- **EXERCISE**
Each line in the records below, from the one that contains "repository 6af16aa9ae575ef3" to the one that contains "fn fmt(&self, f: &mut", should be reproduced exactly, the first and last included.

==== EXCERPTED RECORDS

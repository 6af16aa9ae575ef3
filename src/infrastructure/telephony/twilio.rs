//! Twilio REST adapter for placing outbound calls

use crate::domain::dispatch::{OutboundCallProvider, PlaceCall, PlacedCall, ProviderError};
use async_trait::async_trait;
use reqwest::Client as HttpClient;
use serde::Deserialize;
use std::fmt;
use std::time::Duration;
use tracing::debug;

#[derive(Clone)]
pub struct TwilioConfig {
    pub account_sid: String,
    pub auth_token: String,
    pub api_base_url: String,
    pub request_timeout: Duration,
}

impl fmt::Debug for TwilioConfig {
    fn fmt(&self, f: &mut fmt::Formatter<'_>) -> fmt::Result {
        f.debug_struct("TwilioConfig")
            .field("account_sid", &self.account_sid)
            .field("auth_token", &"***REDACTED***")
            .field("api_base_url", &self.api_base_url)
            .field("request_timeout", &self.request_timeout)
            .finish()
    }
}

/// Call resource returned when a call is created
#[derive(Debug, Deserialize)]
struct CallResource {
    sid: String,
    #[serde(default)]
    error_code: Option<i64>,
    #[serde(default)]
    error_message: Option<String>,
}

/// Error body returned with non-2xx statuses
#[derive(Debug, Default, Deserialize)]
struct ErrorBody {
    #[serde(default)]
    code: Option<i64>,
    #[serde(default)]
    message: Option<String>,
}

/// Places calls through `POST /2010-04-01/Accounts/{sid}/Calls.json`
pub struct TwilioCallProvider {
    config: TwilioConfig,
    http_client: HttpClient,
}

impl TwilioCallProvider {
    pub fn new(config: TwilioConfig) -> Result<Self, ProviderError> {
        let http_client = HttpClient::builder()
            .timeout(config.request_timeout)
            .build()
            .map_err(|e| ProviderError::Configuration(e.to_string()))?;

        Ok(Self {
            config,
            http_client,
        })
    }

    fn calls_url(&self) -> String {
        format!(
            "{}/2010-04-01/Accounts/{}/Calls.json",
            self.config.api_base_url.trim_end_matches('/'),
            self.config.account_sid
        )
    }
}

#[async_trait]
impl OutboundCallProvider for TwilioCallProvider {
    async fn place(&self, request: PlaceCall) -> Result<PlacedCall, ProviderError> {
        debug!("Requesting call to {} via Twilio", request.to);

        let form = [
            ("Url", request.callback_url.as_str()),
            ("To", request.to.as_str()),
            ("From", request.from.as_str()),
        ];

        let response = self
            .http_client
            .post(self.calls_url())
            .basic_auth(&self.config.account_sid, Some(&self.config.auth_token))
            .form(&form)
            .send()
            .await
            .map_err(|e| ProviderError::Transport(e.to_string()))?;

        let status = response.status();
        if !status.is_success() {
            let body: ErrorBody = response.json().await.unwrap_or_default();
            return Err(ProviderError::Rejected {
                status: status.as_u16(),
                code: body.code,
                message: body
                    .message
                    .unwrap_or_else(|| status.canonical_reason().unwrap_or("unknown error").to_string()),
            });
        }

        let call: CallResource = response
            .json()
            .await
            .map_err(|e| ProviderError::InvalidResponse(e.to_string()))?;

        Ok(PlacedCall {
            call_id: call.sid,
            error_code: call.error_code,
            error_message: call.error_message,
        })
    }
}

========
==== EXCERPTED RECORDS

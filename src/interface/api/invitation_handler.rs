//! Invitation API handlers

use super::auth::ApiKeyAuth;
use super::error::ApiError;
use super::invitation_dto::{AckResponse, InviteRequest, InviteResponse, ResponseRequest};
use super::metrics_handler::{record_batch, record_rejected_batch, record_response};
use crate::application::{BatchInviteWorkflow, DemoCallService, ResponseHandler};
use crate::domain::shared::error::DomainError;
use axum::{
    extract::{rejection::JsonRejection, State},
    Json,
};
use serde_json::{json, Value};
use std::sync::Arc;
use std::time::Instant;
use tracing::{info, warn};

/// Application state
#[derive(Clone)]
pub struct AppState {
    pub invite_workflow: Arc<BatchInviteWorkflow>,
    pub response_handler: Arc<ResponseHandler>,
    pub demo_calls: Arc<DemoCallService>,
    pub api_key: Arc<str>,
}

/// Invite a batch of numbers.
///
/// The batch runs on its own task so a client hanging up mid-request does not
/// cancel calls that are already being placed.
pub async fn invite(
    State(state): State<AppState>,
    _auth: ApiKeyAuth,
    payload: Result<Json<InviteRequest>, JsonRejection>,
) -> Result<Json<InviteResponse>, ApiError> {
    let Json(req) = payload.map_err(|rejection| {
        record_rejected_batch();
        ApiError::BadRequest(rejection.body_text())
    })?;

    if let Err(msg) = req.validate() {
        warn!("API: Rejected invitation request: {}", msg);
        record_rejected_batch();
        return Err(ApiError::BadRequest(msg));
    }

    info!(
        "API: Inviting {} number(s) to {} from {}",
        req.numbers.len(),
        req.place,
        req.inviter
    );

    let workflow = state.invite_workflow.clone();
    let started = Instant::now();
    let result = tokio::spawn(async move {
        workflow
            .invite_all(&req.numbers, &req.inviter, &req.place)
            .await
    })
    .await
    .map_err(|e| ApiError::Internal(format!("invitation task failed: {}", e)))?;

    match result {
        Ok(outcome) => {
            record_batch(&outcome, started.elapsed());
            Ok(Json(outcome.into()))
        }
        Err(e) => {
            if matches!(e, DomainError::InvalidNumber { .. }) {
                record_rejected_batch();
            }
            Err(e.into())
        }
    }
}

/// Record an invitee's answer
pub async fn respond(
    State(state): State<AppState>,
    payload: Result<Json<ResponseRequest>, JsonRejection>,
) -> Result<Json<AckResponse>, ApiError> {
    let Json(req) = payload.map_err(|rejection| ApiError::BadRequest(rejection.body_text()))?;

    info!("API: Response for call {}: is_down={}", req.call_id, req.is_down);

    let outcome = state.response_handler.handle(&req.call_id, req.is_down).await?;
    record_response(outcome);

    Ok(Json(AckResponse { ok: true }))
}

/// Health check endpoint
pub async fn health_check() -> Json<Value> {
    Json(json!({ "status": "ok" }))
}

========

- **EXERCISE RESULT**
repository 6af16aa9ae575ef3
filename src/infrastructure/telephony/twilio.rs
//! Twilio REST adapter for placing outbound calls

use crate::domain::dispatch::{OutboundCallProvider, PlaceCall, PlacedCall, ProviderError};
use async_trait::async_trait;
use reqwest::Client as HttpClient;
use serde::Deserialize;
use std::fmt;
use std::time::Duration;
use tracing::debug;

#[derive(Clone)]
pub struct TwilioConfig {
    pub account_sid: String,
    pub auth_token: String,
    pub api_base_url: String,
    pub request_timeout: Duration,
}

impl fmt::Debug for TwilioConfig {
    fn fmt(&self, f: &mut fmt::Formatter<'_>) -> fmt::Result {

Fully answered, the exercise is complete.